See for more information about how to help refugees.

Shreeja Tangutur

See for more information about how to help refugees.

Shreeja Tangutur, Features Editor

With over 570,000 people displaced and over 14 million left in starvation, the Taliban’s coup has led to many refugees leaving Afghanistan for the US in search of humanitarian aid. 

“The Afghan refugees, particularly children, many of whom have been personally and directly impacted by the realities of war, need to be cared for,” history teacher Ross Bosse said. 

Since Aug. 28, over 8,600 Afghan refugees have arrived at the Dulles International Airport and were sent to hospitals throughout Northern Virginia, such as INOVA Fairfax Hospital to treat PTSD symptoms, according to the Washington Post. Fairfax County Public Schools executive director Bryan J. Hill assisted with the transportation process for over 219 Afghan refugees.

“It is important that our community helps as many of the refugees provided critical support to the United States during the war,” sophomore Grace Olander said. “It is the least our [community] can do.”

Student groups at school are looking for ways to assist the refugees. The Muslim Student Association (MSA) is a club that provides a community for Muslim students to meet and connect with others. To support the Afghanistan crisis, they plan to conduct fundraisers, partner with relief and humanitarian organizations and raise awareness.

“MSA will welcome all Afghan refugees into the club to hopefully help them better [adapt] to their new surroundings and help them feel more at home,” MSA president senior Ayham Elayan said.

Furthermore, other clubs such as the Human Equal Rights Organization(H.E.R.O) are looking for students who speak Pashto or Dari, languages spoken in Afghanistan, to help translate for refugee students at school to help them adjust to their new setting. H.E.R.O. also collects materials such as school supplies and food to give to the refugees.  

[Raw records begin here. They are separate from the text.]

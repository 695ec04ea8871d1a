use chrono::{DateTime, Utc};
use serde::{Deserialize, Deserializer, Serialize};

use crate::topic::Topic;

/// Identity of the logged-in user looking at the feed.
#[derive(Copy, Clone, Debug, Eq, PartialEq, Deserialize, Serialize)]
pub struct Viewer {
    pub id: i64,
}

impl Viewer {
    pub fn new(id: i64) -> Self {
        Self { id }
    }
}

#[derive(Clone, Debug, Eq, PartialEq, Deserialize, Serialize)]
pub struct UserRef {
    pub id: i64,
    pub first_name: Option<String>,
}

#[derive(Clone, Debug, Eq, PartialEq, Deserialize, Serialize)]
pub struct TableRef {
    pub display_name: String,
}

#[derive(Clone, Debug, Eq, PartialEq, Deserialize, Serialize)]
pub struct DatabaseRef {
    pub name: Option<String>,
}

/// Card snapshot recorded by `dashboard-add-cards` / `dashboard-remove-cards`.
#[derive(Clone, Debug, Eq, PartialEq, Deserialize, Serialize)]
pub struct DashcardRef {
    pub name: Option<String>,
    #[serde(default)]
    pub exists: bool,
    pub card_id: Option<i64>,
}

/// Topic-specific payload captured when the event happened.
#[derive(Clone, Debug, Default, Eq, PartialEq, Deserialize, Serialize)]
pub struct Details {
    pub name: Option<String>,
    pub description: Option<String>,
    pub revision_message: Option<String>,
    #[serde(default, deserialize_with = "null_as_default")]
    pub dashcards: Vec<DashcardRef>,
}

/// One row of the activity log as served by the activity API.
#[derive(Clone, Debug, PartialEq, Deserialize, Serialize)]
pub struct ActivityEntry {
    pub id: i64,
    pub topic: Topic,
    pub user_id: Option<i64>,
    pub user: Option<UserRef>,
    #[serde(default)]
    pub model_exists: bool,
    pub model: Option<String>,
    pub model_id: Option<i64>,
    #[serde(default, deserialize_with = "null_as_default")]
    pub details: Details,
    pub table: Option<TableRef>,
    pub database: Option<DatabaseRef>,
    pub database_id: Option<i64>,
    pub table_id: Option<i64>,
    pub timestamp: DateTime<Utc>,
}

/// Explicit `null` reads the same as an absent key.
fn null_as_default<'de, D, T>(deserializer: D) -> Result<T, D::Error>
where
    D: Deserializer<'de>,
    T: Default + Deserialize<'de>,
{
    Option::<T>::deserialize(deserializer).map(Option::unwrap_or_default)
}

impl ActivityEntry {
    pub fn is_by(&self, viewer: Viewer) -> bool {
        self.user.as_ref().is_some_and(|user| user.id == viewer.id)
    }
}

#[cfg(test)]
mod tests {
    use super::*;
    use serde_json::json;

    #[test]
    fn sparse_payload_deserializes_with_defaults() {
        let entry: ActivityEntry = serde_json::from_value(json!({
            "id": 1,
            "topic": "install",
            "user_id": null,
            "timestamp": "2024-03-01T10:00:00Z",
        }))
        .unwrap();
        assert_eq!(entry.topic, Topic::Install);
        assert!(!entry.model_exists);
        assert_eq!(entry.details, Details::default());
        assert!(entry.user.is_none());
    }

    #[test]
    fn dashcards_and_extra_detail_keys_are_accepted() {
        let entry: ActivityEntry = serde_json::from_value(json!({
            "id": 2,
            "topic": "dashboard-add-cards",
            "user_id": 4,
            "user": {"id": 4, "first_name": "Ada", "last_name": "Lovelace"},
            "model": "dashboard",
            "model_id": 9,
            "model_exists": true,
            "details": {
                "name": "Ops",
                "description": null,
                "dashcards": [{"name": "Revenue", "exists": true, "card_id": 3, "id": 77}]
            },
            "timestamp": "2024-03-01T10:00:00Z",
        }))
        .unwrap();
        assert_eq!(entry.details.dashcards.len(), 1);
        assert_eq!(entry.details.dashcards[0].card_id, Some(3));
        assert!(entry.is_by(Viewer::new(4)));
        assert!(!entry.is_by(Viewer::new(5)));
    }

    #[test]
    fn null_details_and_names_are_tolerated() {
        let entry: ActivityEntry = serde_json::from_value(json!({
            "id": 3,
            "topic": "card-create",
            "user_id": 2,
            "user": {"id": 2, "first_name": null},
            "details": null,
            "timestamp": "2024-03-01T10:00:00Z",
        }))
        .unwrap();
        assert_eq!(entry.details, Details::default());
        assert_eq!(entry.user.map(|user| user.first_name), Some(None));

        let details: Details = serde_json::from_value(json!({"dashcards": null})).unwrap();
        assert!(details.dashcards.is_empty());
    }
}
//! Home page salutations.

use platform_i18n::{MessageKey, Translator};
use rand::{Rng, rngs::ThreadRng, seq::SliceRandom};

const SALUTATIONS: [MessageKey; 5] = [
    MessageKey::GreetingHey,
    MessageKey::GreetingHowsItGoing,
    MessageKey::GreetingHowdy,
    MessageKey::GreetingGreetings,
    MessageKey::GreetingGoodToSee,
];

const PROMPTS: [MessageKey; 3] = [
    MessageKey::CuriosityKnow,
    MessageKey::CuriosityMind,
    MessageKey::CuriosityFindOut,
];

pub struct Greeting<'a, R = ThreadRng> {
    i18n: &'a dyn Translator,
    rng: R,
}

impl<'a> Greeting<'a> {
    pub fn new(i18n: &'a dyn Translator) -> Self {
        Self::with_rng(i18n, rand::thread_rng())
    }
}

impl<'a, R: Rng> Greeting<'a, R> {
    pub fn with_rng(i18n: &'a dyn Translator, rng: R) -> Self {
        Self { i18n, rng }
    }

    fn pick(&mut self, keys: &[MessageKey]) -> MessageKey {
        *keys
            .choose(&mut self.rng)
            .unwrap_or(&MessageKey::GreetingHey)
    }

    pub fn simple_greeting(&mut self) -> String {
        let key = self.pick(&SALUTATIONS);
        self.i18n.text(key)
    }

    /// Salutation addressed to `name`; the question-form salutation gets a
    /// trailing question mark.
    pub fn say_hello(&mut self, name: Option<&str>) -> String {
        let key = self.pick(&SALUTATIONS);
        let salutation = self.i18n.text(key);
        let Some(name) = name else {
            return salutation;
        };
        let template = if key == MessageKey::GreetingHowsItGoing {
            MessageKey::GreetingAddressedQuestion
        } else {
            MessageKey::GreetingAddressed
        };
        self.i18n.translate(template, &[salutation.as_str(), name])
    }

    pub fn encourage_curiosity(&mut self) -> String {
        let key = self.pick(&PROMPTS);
        self.i18n.text(key)
    }
}

#[cfg(test)]
mod tests {
    use std::collections::HashSet;

    use platform_i18n::Catalog;
    use rand::{SeedableRng, rngs::StdRng};

    use super::*;

    #[test]
    fn every_salutation_is_reachable() {
        let catalog = Catalog::english();
        let mut greeting = Greeting::with_rng(&catalog, StdRng::seed_from_u64(7));
        let seen: HashSet<_> = (0..500).map(|_| greeting.simple_greeting()).collect();
        assert_eq!(seen.len(), SALUTATIONS.len());

        let prompts: HashSet<_> = (0..500).map(|_| greeting.encourage_curiosity()).collect();
        assert_eq!(prompts.len(), PROMPTS.len());
    }

    #[test]
    fn personalized_greetings_punctuate_questions() {
        let catalog = Catalog::english();
        let mut greeting = Greeting::with_rng(&catalog, StdRng::seed_from_u64(11));
        for _ in 0..200 {
            let hello = greeting.say_hello(Some("Ada"));
            if hello.starts_with("How's it going") {
                assert_eq!(hello, "How's it going, Ada?");
            } else {
                assert!(hello.ends_with(", Ada"), "{hello}");
            }
        }
    }

    #[test]
    fn addressed_forms_come_from_the_catalog() {
        let catalog = Catalog::from_json_str(
            r#"{"locale": "fr", "messages": {
                "greeting.addressed": "{0} {1} !",
                "greeting.addressed_question": "{0} {1} ?"
            }}"#,
        )
        .unwrap();
        let mut greeting = Greeting::with_rng(&catalog, StdRng::seed_from_u64(3));
        for _ in 0..100 {
            let hello = greeting.say_hello(Some("Ada"));
            assert!(hello.ends_with(" Ada !") || hello.ends_with(" Ada ?"), "{hello}");
            assert_eq!(hello.ends_with('?'), hello.starts_with("How's it going"));
        }
    }

    #[test]
    fn anonymous_greeting_is_bare() {
        let catalog = Catalog::english();
        let mut greeting = Greeting::new(&catalog);
        let hello = greeting.say_hello(None);
        assert!(!hello.contains(','));
    }
}
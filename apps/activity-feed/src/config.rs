use std::path::PathBuf;

use anyhow::{Context, Result, anyhow};

#[derive(Clone, Debug, Default)]
pub struct AppConfig {
    pub viewer_id: Option<i64>,
    pub site_url: String,
    pub catalog_path: Option<PathBuf>,
    pub log_filter: Option<String>,
}

impl AppConfig {
    pub fn load() -> Result<Self> {
        Self::from_lookup(|key| std::env::var(key).ok())
    }

    fn from_lookup(lookup: impl Fn(&str) -> Option<String>) -> Result<Self> {
        let viewer_id = match non_empty(lookup("ACTIVITY_VIEWER_ID")) {
            Some(raw) => Some(
                raw.parse::<i64>()
                    .with_context(|| format!("invalid ACTIVITY_VIEWER_ID {raw:?}"))?,
            ),
            None => None,
        };
        let site_url = non_empty(lookup("ACTIVITY_SITE_URL")).unwrap_or_default();
        let catalog_path = non_empty(lookup("ACTIVITY_CATALOG")).map(PathBuf::from);
        let log_filter = non_empty(lookup("ACTIVITY_LOG"));

        Ok(Self {
            viewer_id,
            site_url,
            catalog_path,
            log_filter,
        })
    }

    /// CLI flag first, then `ACTIVITY_VIEWER_ID`.
    pub fn viewer_id(&self, flag: Option<i64>) -> Result<i64> {
        flag.or(self.viewer_id)
            .ok_or_else(|| anyhow!("viewer id missing; pass --viewer or set ACTIVITY_VIEWER_ID"))
    }
}

fn non_empty(value: Option<String>) -> Option<String> {
    value
        .map(|val| val.trim().to_string())
        .filter(|val| !val.is_empty())
}

#[cfg(test)]
mod tests {
    use std::collections::HashMap;

    use super::*;

    fn config(pairs: &[(&str, &str)]) -> Result<AppConfig> {
        let env: HashMap<String, String> = pairs
            .iter()
            .map(|(k, v)| (k.to_string(), v.to_string()))
            .collect();
        AppConfig::from_lookup(|key| env.get(key).cloned())
    }

    #[test]
    fn reads_all_settings() {
        let cfg = config(&[
            ("ACTIVITY_VIEWER_ID", "42"),
            ("ACTIVITY_SITE_URL", "https://bi.example.test"),
            ("ACTIVITY_CATALOG", "/etc/activity/es.json"),
            ("ACTIVITY_LOG", "debug"),
        ])
        .unwrap();
        assert_eq!(cfg.viewer_id, Some(42));
        assert_eq!(cfg.site_url, "https://bi.example.test");
        assert_eq!(cfg.catalog_path, Some(PathBuf::from("/etc/activity/es.json")));
        assert_eq!(cfg.log_filter.as_deref(), Some("debug"));
    }

    #[test]
    fn blank_values_are_unset() {
        let cfg = config(&[("ACTIVITY_VIEWER_ID", " "), ("ACTIVITY_CATALOG", "")]).unwrap();
        assert_eq!(cfg.viewer_id, None);
        assert_eq!(cfg.catalog_path, None);
    }

    #[test]
    fn bad_viewer_id_is_rejected() {
        let err = config(&[("ACTIVITY_VIEWER_ID", "ada")]).unwrap_err();
        assert!(err.to_string().contains("ACTIVITY_VIEWER_ID"));
    }

    #[test]
    fn flag_overrides_env_viewer() {
        let cfg = config(&[("ACTIVITY_VIEWER_ID", "42")]).unwrap();
        assert_eq!(cfg.viewer_id(Some(7)).unwrap(), 7);
        assert_eq!(cfg.viewer_id(None).unwrap(), 42);
        assert!(AppConfig::default().viewer_id(None).is_err());
    }
}
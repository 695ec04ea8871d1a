//! Avatar color assignment for the users appearing in a feed.
//!
//! Slot 0 belongs to the viewer. Everyone else draws from a five-slot palette
//! in round-robin order, and keeps their slot for the lifetime of the feed.

use std::collections::BTreeMap;

use serde::Serialize;

use crate::entry::ActivityEntry;

pub const PALETTE_SIZE: u8 = 5;

const TOKENS: [&str; PALETTE_SIZE as usize + 1] =
    ["brand", "purple", "error", "green", "gold", "grey"];

#[derive(Copy, Clone, Debug, Eq, PartialEq, Ord, PartialOrd, Hash, Serialize)]
pub struct ColorSlot(u8);

impl ColorSlot {
    pub const VIEWER: ColorSlot = ColorSlot(0);

    /// Palette slots are numbered `1..=PALETTE_SIZE`.
    pub fn palette(index: u8) -> Option<Self> {
        (1..=PALETTE_SIZE).contains(&index).then_some(Self(index))
    }

    pub fn index(self) -> u8 {
        self.0
    }

    pub fn token(self) -> &'static str {
        TOKENS[self.0 as usize]
    }
}

#[derive(Clone, Debug, Default, Eq, PartialEq)]
pub struct UserColorMap {
    slots: BTreeMap<i64, ColorSlot>,
}

impl UserColorMap {
    pub fn new() -> Self {
        Self::default()
    }

    pub fn get(&self, user_id: i64) -> Option<ColorSlot> {
        self.slots.get(&user_id).copied()
    }

    pub fn len(&self) -> usize {
        self.slots.len()
    }

    pub fn is_empty(&self) -> bool {
        self.slots.is_empty()
    }

    pub fn iter(&self) -> impl Iterator<Item = (i64, ColorSlot)> + '_ {
        self.slots.iter().map(|(id, slot)| (*id, *slot))
    }

    /// Returns a map extended with every new user in `entries`.
    ///
    /// Existing assignments are never touched. System entries (no user) get no
    /// color. The rotation resumes after the highest slot already handed out.
    pub fn assign(&self, entries: &[ActivityEntry], viewer_id: i64) -> UserColorMap {
        let mut next = self.clone();
        let max_used = self.slots.values().map(|slot| slot.0).max().unwrap_or(0);
        let mut cursor = if max_used > 0 && max_used < PALETTE_SIZE {
            max_used
        } else {
            0
        };

        for entry in entries {
            let Some(user_id) = entry.user_id else {
                continue;
            };
            if next.slots.contains_key(&user_id) {
                continue;
            }
            let slot = if user_id == viewer_id {
                ColorSlot::VIEWER
            } else {
                let slot = ColorSlot(cursor + 1);
                cursor = (cursor + 1) % PALETTE_SIZE;
                slot
            };
            next.slots.insert(user_id, slot);
        }

        next
    }
}
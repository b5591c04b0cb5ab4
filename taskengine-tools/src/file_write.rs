//! `file_write`: writes a file into the sandbox's `/work` filesystem.

use std::sync::Arc;

use async_trait::async_trait;
use serde_json::{json, Value};
use taskengine_types::{Artifact, StepResult};

use taskengine_registry::{ToolContext, ToolHandler};
use taskengine_sandbox::SandboxManager;

/// `{path, content}` → creates parent directories as needed and writes
/// `content`. `result.output` is a confirmation string; a `file` artifact
/// with path + size is attached on success.
pub struct FileWriteTool {
    sandbox: Arc<dyn SandboxManager>,
}

impl FileWriteTool {
    /// Construct a file-write adapter atop the given sandbox manager.
    pub fn new(sandbox: Arc<dyn SandboxManager>) -> Self {
        Self { sandbox }
    }
}

#[async_trait]
impl ToolHandler for FileWriteTool {
    fn description(&self) -> &str {
        "Writes content to a file in the task's sandbox, creating parent directories as needed."
    }

    fn input_schema(&self) -> Value {
        json!({
            "type": "object",
            "properties": {
                "path": {"type": "string"},
                "content": {"type": "string"}
            },
            "required": ["path", "content"]
        })
    }

    async fn invoke(&self, arguments: Value, ctx: &ToolContext) -> StepResult {
        let Some(path) = arguments.get("path").and_then(Value::as_str) else {
            return StepResult::failure("file_write: missing required field 'path'");
        };
        let Some(content) = arguments.get("content").and_then(Value::as_str) else {
            return StepResult::failure("file_write: missing required field 'content'");
        };

        tracing::debug!(sandbox = %ctx.sandbox_id, path = %path, "taskengine.tools.file_write.invoke");

        match self.sandbox.write_file(&ctx.sandbox_id, path, content).await {
            Ok(result) if result.success => StepResult::success(format!("wrote {} bytes to {}", result.size, result.path))
                .with_metadata(json!({"size": result.size, "path": result.path}))
                .with_artifacts(vec![Artifact::file(result.path, result.size)]),
            Ok(result) => StepResult::failure(result.error.unwrap_or_else(|| "file_write: write failed".to_string())),
            Err(e) => StepResult::failure(format!("file_write: sandbox call failed: {e}")),
        }
    }
}
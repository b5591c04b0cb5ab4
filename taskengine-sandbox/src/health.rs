//! The bounded health-probe retry loop used by [`crate::docker::DockerSandboxManager::create`].

use taskengine_types::SandboxError;
use tokio_util::sync::CancellationToken;

/// Probe `check` repeatedly, at `interval`, until it returns `Ok(())`, the
/// retry budget is exhausted, or `cancel` fires. Exhausting the budget is a
/// fatal create error per §4.2; cancellation surfaces as
/// [`SandboxError::CreateFailed`] so the caller tears the container down.
pub async fn probe_until_healthy<F, Fut>(
    attempts: u32,
    interval: std::time::Duration,
    cancel: &CancellationToken,
    mut check: F,
) -> Result<(), SandboxError>
where
    F: FnMut() -> Fut,
    Fut: std::future::Future<Output = bool>,
{
    for attempt in 1..=attempts.max(1) {
        if cancel.is_cancelled() {
            return Err(SandboxError::CreateFailed("cancelled during health probe".to_string()));
        }
        if check().await {
            return Ok(());
        }
        tracing::debug!(attempt, attempts, "taskengine.sandbox.health_probe_retry");
        if attempt < attempts {
            tokio::select! {
                _ = tokio::time::sleep(interval) => {}
                _ = cancel.cancelled() => {
                    return Err(SandboxError::CreateFailed("cancelled during health probe".to_string()));
                }
            }
        }
    }
    Err(SandboxError::CreateFailed(format!(
        "health probe did not pass within {attempts} attempts"
    )))
}

#[cfg(test)]
mod tests {
    use super::*;
    use std::sync::atomic::{AtomicU32, Ordering};

    #[tokio::test]
    async fn succeeds_on_first_healthy_check() {
        let cancel = CancellationToken::new();
        let calls = AtomicU32::new(0);
        let result = probe_until_healthy(3, std::time::Duration::from_millis(1), &cancel, || {
            calls.fetch_add(1, Ordering::SeqCst);
            async { true }
        })
        .await;
        assert!(result.is_ok());
        assert_eq!(calls.load(Ordering::SeqCst), 1);
    }

    #[tokio::test]
    async fn exhausts_budget_and_fails() {
        let cancel = CancellationToken::new();
        let calls = AtomicU32::new(0);
        let result = probe_until_healthy(3, std::time::Duration::from_millis(1), &cancel, || {
            calls.fetch_add(1, Ordering::SeqCst);
            async { false }
        })
        .await;
        assert!(result.is_err());
        assert_eq!(calls.load(Ordering::SeqCst), 3);
    }

    #[tokio::test]
    async fn cancellation_short_circuits() {
        let cancel = CancellationToken::new();
        cancel.cancel();
        let result = probe_until_healthy(30, std::time::Duration::from_secs(1), &cancel, || async { false }).await;
        assert!(result.is_err());
    }
}
//! The Critic's judgement of progress after one step.

use serde::Deserialize;

/// The Critic's judgement after one step executes.
#[derive(Debug, Clone, Deserialize)]
#[serde(rename_all = "camelCase")]
pub struct CriticEvaluation {
    /// Whether execution appears to be converging on the goal.
    pub on_track: bool,
    /// Problems the critic observed, free text.
    #[serde(default)]
    pub issues: Vec<String>,
    /// Suggested remedies, free text.
    #[serde(default)]
    pub suggestions: Vec<String>,
    /// The critic's confidence in this judgement, `0.0..=1.0`.
    pub confidence: f64,
}

impl CriticEvaluation {
    /// The deliberately conservative fallback used when the Critic itself
    /// fails (LLM error or unparseable response): optimistic so an
    /// unreliable critic cannot destabilize otherwise healthy execution.
    pub fn optimistic_fallback() -> Self {
        Self {
            on_track: true,
            issues: Vec::new(),
            suggestions: Vec::new(),
            confidence: 0.5,
        }
    }

    /// Whether this judgement, given `threshold`, warrants generating a
    /// corrective sequence of steps.
    pub fn warrants_correction(&self, threshold: f64) -> bool {
        !self.on_track && self.confidence >= threshold
    }
}
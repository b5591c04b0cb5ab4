#![deny(missing_docs)]
//! # taskengine-sandbox — sandbox lifecycle and façade contract (C2)
//!
//! Defines the [`SandboxManager`] trait that the Orchestrator depends on for
//! creating, tracking, and destroying the isolated execution environment
//! bound to one task, plus [`docker::DockerSandboxManager`], the production
//! binding to the Docker Engine API via `bollard`.
//!
//! A second crate, `taskengine-sandbox-ref`, implements the same trait
//! in-process for tests — the Orchestrator, Executor, and Tool Adapters
//! never need to know which backs them.

pub mod config;
pub mod docker;
pub mod facade;
pub mod health;
pub mod manager;

pub use config::SandboxCreateConfig;
pub use facade::{
    BrowserAction, BrowserCallResult, FileEntry, FileEntryKind, FileListCallResult,
    FileReadCallResult, FileWriteCallResult, ShellCallResult, ShellOptions,
};
pub use manager::SandboxManager;
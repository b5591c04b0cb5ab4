#![deny(missing_docs)]
//! # taskengine-sandbox-ref — in-process reference sandbox (C2 test double)
//!
//! Implements [`taskengine_sandbox::SandboxManager`] without Docker: each
//! sandbox gets a real [`tempfile::TempDir`] standing in for its `/work`
//! tmpfs, shell commands run for real via `tokio::process::Command` after
//! passing the command blocklist, and file calls enforce the same path
//! denylist and size ceiling the production in-sandbox services do. The
//! Orchestrator, Executor, and Tool Adapters depend only on the trait, so
//! this crate is a drop-in for integration tests and the scenarios in
//! the root `tests/` suite.

pub mod policy;
pub mod reference;

pub use policy::{CommandPolicy, PathPolicy};
pub use reference::ReferenceSandboxManager;
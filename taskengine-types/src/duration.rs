//! A millisecond-resolution duration that serializes as a plain integer.

use serde::{Deserialize, Serialize};
use std::time::Duration;

/// Wall-clock duration in milliseconds.
///
/// Serializes as a bare JSON integer (`"timeout": 30000`) rather than
/// serde's default `Duration` shape, which matters for event payloads
/// and HTTP request/response bodies that cross a language boundary.
///
/// ```
/// use taskengine_types::duration::DurationMs;
/// let d = DurationMs::from_secs(30);
/// assert_eq!(serde_json::to_string(&d).unwrap(), "30000");
/// ```
#[derive(Debug, Clone, Copy, PartialEq, Eq, PartialOrd, Ord, Serialize, Deserialize)]
#[serde(transparent)]
pub struct DurationMs(pub u64);

impl DurationMs {
    /// Zero duration.
    pub const ZERO: DurationMs = DurationMs(0);

    /// Construct from a millisecond count.
    pub const fn from_millis(ms: u64) -> Self {
        Self(ms)
    }

    /// Construct from a whole second count.
    pub const fn from_secs(secs: u64) -> Self {
        Self(secs * 1000)
    }

    /// Milliseconds as a plain integer.
    pub const fn as_millis(self) -> u64 {
        self.0
    }

    /// Convert to a `std::time::Duration`.
    pub fn to_std(self) -> Duration {
        Duration::from_millis(self.0)
    }
}

impl From<Duration> for DurationMs {
    fn from(d: Duration) -> Self {
        Self(d.as_millis() as u64)
    }
}

impl From<DurationMs> for Duration {
    fn from(d: DurationMs) -> Self {
        d.to_std()
    }
}

impl std::fmt::Display for DurationMs {
    fn fmt(&self, f: &mut std::fmt::Formatter<'_>) -> std::fmt::Result {
        write!(f, "{}ms", self.0)
    }
}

“You can help out by donating house, cooking and school supplies to local organizations, or even help find job opportunities for any refugees,” Elayan said. 

Also, Junior Students of America (JSA) focuses on civic engagement and political activism. This includes presenting and debating ideas and facts and using critical thinking to explore all sides of an issue. They are also discussing the Afghanistan crisis events and the impact of them on the Afghanistan refugees. 

“JSA is a charitable organization and will do our part accordingly,” Olander said. “Our primary goal is to help refugees in our immediate area.”

With the current conditions back in Afghanistan, as a result of the Taliban insurrection, these refugees will not be able to return to their country for a period of time. Specifically, many institutions in Virginia, including Islamic Center of Virginia, Commonwealth Catholic Charities, International Rescue Committee, are providing homes and jobs for these refugees. 

“We can all support Afghan refugees through small efforts,” Elayan said. “Welcoming arms and smiles may just be all they need to feel hopeful about their futures in America.”